◆ Task description ◆
Please filter the data down to the lines that include the word "prefix" and copy them.

Stored records:
━━━━━━━━━━━━━━━━━━━━━━━━━━━━━━
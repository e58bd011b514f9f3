//! A small deterministic tuple encoding shared by the Descriptor,
//! ID-counter, and Dashboard key families (tags 5, 6, 7).
//!
//! Each element is length-prefixed so the encoding stays prefix-free: no
//! key from one of these families can ever be a byte-prefix of a key from
//! another, which keeps range scans bounded to exactly the family being
//! scanned.

use byteorder::{LittleEndian, WriteBytesExt};

pub(crate) enum TupleElement<'a> {
    Str(&'a str),
    Pairs(&'a [(String, String)]),
}

pub(crate) fn pack_tuple(tag: u8, elements: &[TupleElement<'_>]) -> Vec<u8> {
    let mut out = vec![tag];
    for element in elements {
        match element {
            TupleElement::Str(s) => write_str(&mut out, s),
            TupleElement::Pairs(pairs) => {
                out.write_u32::<LittleEndian>(pairs.len() as u32).unwrap();
                for (k, v) in pairs.iter() {
                    write_str(&mut out, k);
                    write_str(&mut out, v);
                }
            }
        }
    }
    out
}

fn write_str(out: &mut Vec<u8>, s: &str) {
    out.write_u32::<LittleEndian>(s.len() as u32).unwrap();
    out.extend_from_slice(s.as_bytes());
}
━━━━━━━━━━━━━━━━━━━━━━━━━━━━━━
◆ Written solution ◆
//! Each element is length-prefixed so the encoding stays prefix-free: no
//! key from one of these families can ever be a byte-prefix of a key from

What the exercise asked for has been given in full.